On July 28, 1975, Mrs. George went to the Ralphs Market located near her home where she posted a 3 5 card on a bulletin board advertising that she had an orange lounge chair for sale. The card contained the price and her home telephone number.
On August 8, 1975, defendant drove some friends to the Los Angeles International Airport at around noon. He dropped them off and left. At about 1:30 p.m. that same day a neighbor who lived across the street from the George residence observed an unfamiliar car parked in front of the house. The car remained there until about 4:50 p.m. when the neighbor observed a man come out of the George residence and drive away. The neighbor then placed a phone call to the George residence but received no answer. This neighbor and another neighbor were later to testify that the man seen leaving resembled the defendant and that the automobile resembled the defendant's car although they were unable to positively identify either.

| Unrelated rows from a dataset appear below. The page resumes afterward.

//! Placeholder / Data Consumer (spec.md §4.6, component C6): loads the data
//! row CSV, hands each Session exactly one row for the duration of its run,
//! and expands `%Name%` tokens against it.
//!
//! Row assignment is two-phase so concurrent Sessions (C8) never race for
//! the same row: [`DataConsumer::reserve`] claims a row in memory only;
//! [`DataConsumer::commit`] marks it used and persists; [`DataConsumer::release`]
//! returns it to the pool without touching disk. This is stricter than
//! §4.6's prose ("on success persist, on failure leave available") requires
//! of the on-disk state, but it is the only way to satisfy that prose when
//! more than one Session is consuming the same file at once.

mod dataset;
mod error;
mod placeholder;
mod row;

pub use error::{DataConsumerError, UnknownPlaceholder};
pub use placeholder::expand;
pub use row::DataRow;

use std::path::PathBuf;

use parking_lot::Mutex;
use runner_core_types::RowPreference;

use dataset::Dataset;

struct Inner {
    path: PathBuf,
    dataset: Dataset,
    /// Indices currently held by an in-flight Session, not yet committed or
    /// released.
    reserved: Vec<usize>,
}

pub struct DataConsumer {
    inner: Mutex<Inner>,
}

/// A row claimed for the duration of one Session. Holds a snapshot of the
/// row's fields so placeholder expansion never needs to re-lock the
/// consumer mid-step.
#[derive(Clone, Debug)]
pub struct ReservedRow {
    index: usize,
    row: DataRow,
}

impl ReservedRow {
    pub fn get(&self, column: &str) -> Option<&str> {
        self.row.get(column)
    }

    pub fn scenario(&self) -> runner_core_types::Scenario {
        self.row.scenario
    }
}

impl DataConsumer {
    pub fn open(path: impl Into<PathBuf>) -> Result<Self, DataConsumerError> {
        let path = path.into();
        let dataset = Dataset::load(&path)?;
        Ok(Self {
            inner: Mutex::new(Inner {
                path,
                dataset,
                reserved: Vec::new(),
            }),
        })
    }

    pub fn open_default() -> Result<Self, DataConsumerError> {
        Self::open(dataset::default_path())
    }

    pub fn in_memory(rows: Vec<DataRow>, columns: Vec<String>) -> Self {
        Self {
            inner: Mutex::new(Inner {
                path: PathBuf::new(),
                dataset: Dataset { columns, rows },
                reserved: Vec::new(),
            }),
        }
    }

    /// Claim the first row, in file order, whose `used` flag is unset and
    /// whose scenario satisfies `preference` (§4.6, "Selection is
    /// deterministic"). Rows already reserved by another in-flight Session
    /// are skipped even though they are not yet `used` on disk. Returns
    /// `None` if no such row exists — the caller reports `NoDataAvailable`.
    pub fn reserve(&self, preference: RowPreference) -> Option<ReservedRow> {
        let mut inner = self.inner.lock();
        let index = inner.dataset.rows.iter().enumerate().find_map(|(i, row)| {
            let available = !row.used && !inner.reserved.contains(&i) && preference.accepts(row.scenario);
            available.then_some(i)
        })?;
        inner.reserved.push(index);
        let row = inner.dataset.rows[index].clone();
        Some(ReservedRow { index, row })
    }

    /// Session succeeded: mark the row used and persist (§4.6).
    pub fn commit(&self, reserved: &ReservedRow) -> Result<(), DataConsumerError> {
        let mut inner = self.inner.lock();
        inner.reserved.retain(|&i| i != reserved.index);
        if let Some(row) = inner.dataset.rows.get_mut(reserved.index) {
            row.used = true;
        }
        let path = inner.path.clone();
        if path.as_os_str().is_empty() {
            return Ok(());
        }
        inner.dataset.persist(&path)
    }

    /// Session failed: the row stays available for a future run, nothing is
    /// written to disk (§4.6).
    pub fn release(&self, reserved: &ReservedRow) {
        let mut inner = self.inner.lock();
        inner.reserved.retain(|&i| i != reserved.index);
    }

    pub fn len(&self) -> usize {
        self.inner.lock().dataset.rows.len()
    }

    pub fn is_empty(&self) -> bool {
        self.len() == 0
    }

    pub fn path(&self) -> PathBuf {
        self.inner.lock().path.clone()
    }
}

/// Expand every `%Name%` token in `target`/`value` against a reserved row,
/// per §4.6's "Expansion" paragraph.
pub fn expand_step_strings(
    reserved: &ReservedRow,
    target: Option<&str>,
    value: Option<&str>,
) -> Result<(Option<String>, Option<String>), UnknownPlaceholder> {
    let target = target.map(|t| expand(t, &reserved.row)).transpose()?;
    let value = value.map(|v| expand(v, &reserved.row)).transpose()?;
    Ok((target, value))
}

#[cfg(test)]
mod tests {
    use super::*;
    use runner_core_types::Scenario;
    use tempfile::tempdir;

    fn sample_rows() -> Vec<DataRow> {
        vec![
            DataRow {
                scenario: Scenario::Positive,
                used: false,
                fields: vec![("County".to_string(), "Loudoun".to_string())],
            },
            DataRow {
                scenario: Scenario::Negative,
                used: false,
                fields: vec![("County".to_string(), "Fairfax".to_string())],
            },
        ]
    }

    #[test]
    fn reserve_picks_first_matching_row_in_file_order() {
        let consumer = DataConsumer::in_memory(sample_rows(), vec!["County".to_string()]);
        let row = consumer.reserve(RowPreference::Mixed).unwrap();
        assert_eq!(row.get("County"), Some("Loudoun"));
    }

    #[test]
    fn reserve_respects_preference() {
        let consumer = DataConsumer::in_memory(sample_rows(), vec!["County".to_string()]);
        let row = consumer.reserve(RowPreference::Negative).unwrap();
        assert_eq!(row.get("County"), Some("Fairfax"));
    }

    #[test]
    fn reserved_row_is_invisible_to_concurrent_reserve() {
        let consumer = DataConsumer::in_memory(sample_rows(), vec!["County".to_string()]);
        let first = consumer.reserve(RowPreference::Positive).unwrap();
        assert!(consumer.reserve(RowPreference::Positive).is_none());
        consumer.release(&first);
        assert!(consumer.reserve(RowPreference::Positive).is_some());
    }

    #[test]
    fn commit_persists_used_flag_and_survives_reload() {
        let dir = tempdir().unwrap();
        let path = dir.path().join("data.csv");
        std::fs::write(
            &path,
            "Scenario Type,Data Used,County\n'Positive','False','Loudoun'\n",
        )
        .unwrap();

        let consumer = DataConsumer::open(&path).unwrap();
        let row = consumer.reserve(RowPreference::Positive).unwrap();
        consumer.commit(&row).unwrap();

        let reloaded = DataConsumer::open(&path).unwrap();
        assert!(reloaded.reserve(RowPreference::Positive).is_none());
    }

    #[test]
    fn missing_file_is_an_empty_dataset_not_an_error() {
        let dir = tempdir().unwrap();
        let path = dir.path().join("absent.csv");
        let consumer = DataConsumer::open(&path).unwrap();
        assert!(consumer.is_empty());
        assert!(consumer.reserve(RowPreference::Mixed).is_none());
    }

    #[test]
    fn no_rows_available_after_exhaustion() {
        let consumer = DataConsumer::in_memory(
            vec![DataRow {
                scenario: Scenario::Positive,
                used: true,
                fields: vec![],
            }],
            vec![],
        );
        assert!(consumer.reserve(RowPreference::Mixed).is_none());
    }
}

Mr. George, the victim's husband, returned home sometime around 5:00 p.m. on August 8. The front door was slightly ajar and as he entered he noticed that the hallway floor was wet. He went to the bathroom and there found his wife lying face down in the bathtub which was filled with water. She was dead. Mrs. George was fully clothed except for her shoes. In the bathtub was a piece of sheet which had been ripped from a sheet which was also in the tub. A blanket and several towels along with a piece of cord or twine were in the tub.
In the den next to the chair which had been offered for sale was another piece of cord or twine which had not previously been in the house. A flashlight which belonged to the Georges and which was ordinarily kept in the garage was found in the den on the floor next to the orange chair. There were no signs of forced entry or of a struggle. A search of the house revealed that the money which Mrs. George had been saving was gone.
Mrs. Georges body exhibited signs of ligature marks on her wrists and ankles. An autopsy revealed the cause of death to be strangulation due to the application of a ligature around the neck. That examination disclosed six different traumatic areas indicating that the deceased had been struck on the head while she was still alive with an object similar to the flashlight. There was a superficial puncture would in the abdomen which could have been caused by the tip of a knife. No traces of sperm or semen were found on the body.
THE REMAINING COUNTS
On September 5, 1975, Miss De Haaff was living in an apartment in the Culver City-Palms area which is also relatively close to the airport. Approximately a week before she had placed on the bulletin board of a Vons Market located about a block from her apartment a 3 5 card upon which she advertised for sale a king size bed, some ladies clothes and a pair of ski boots. The card contained her telephone number.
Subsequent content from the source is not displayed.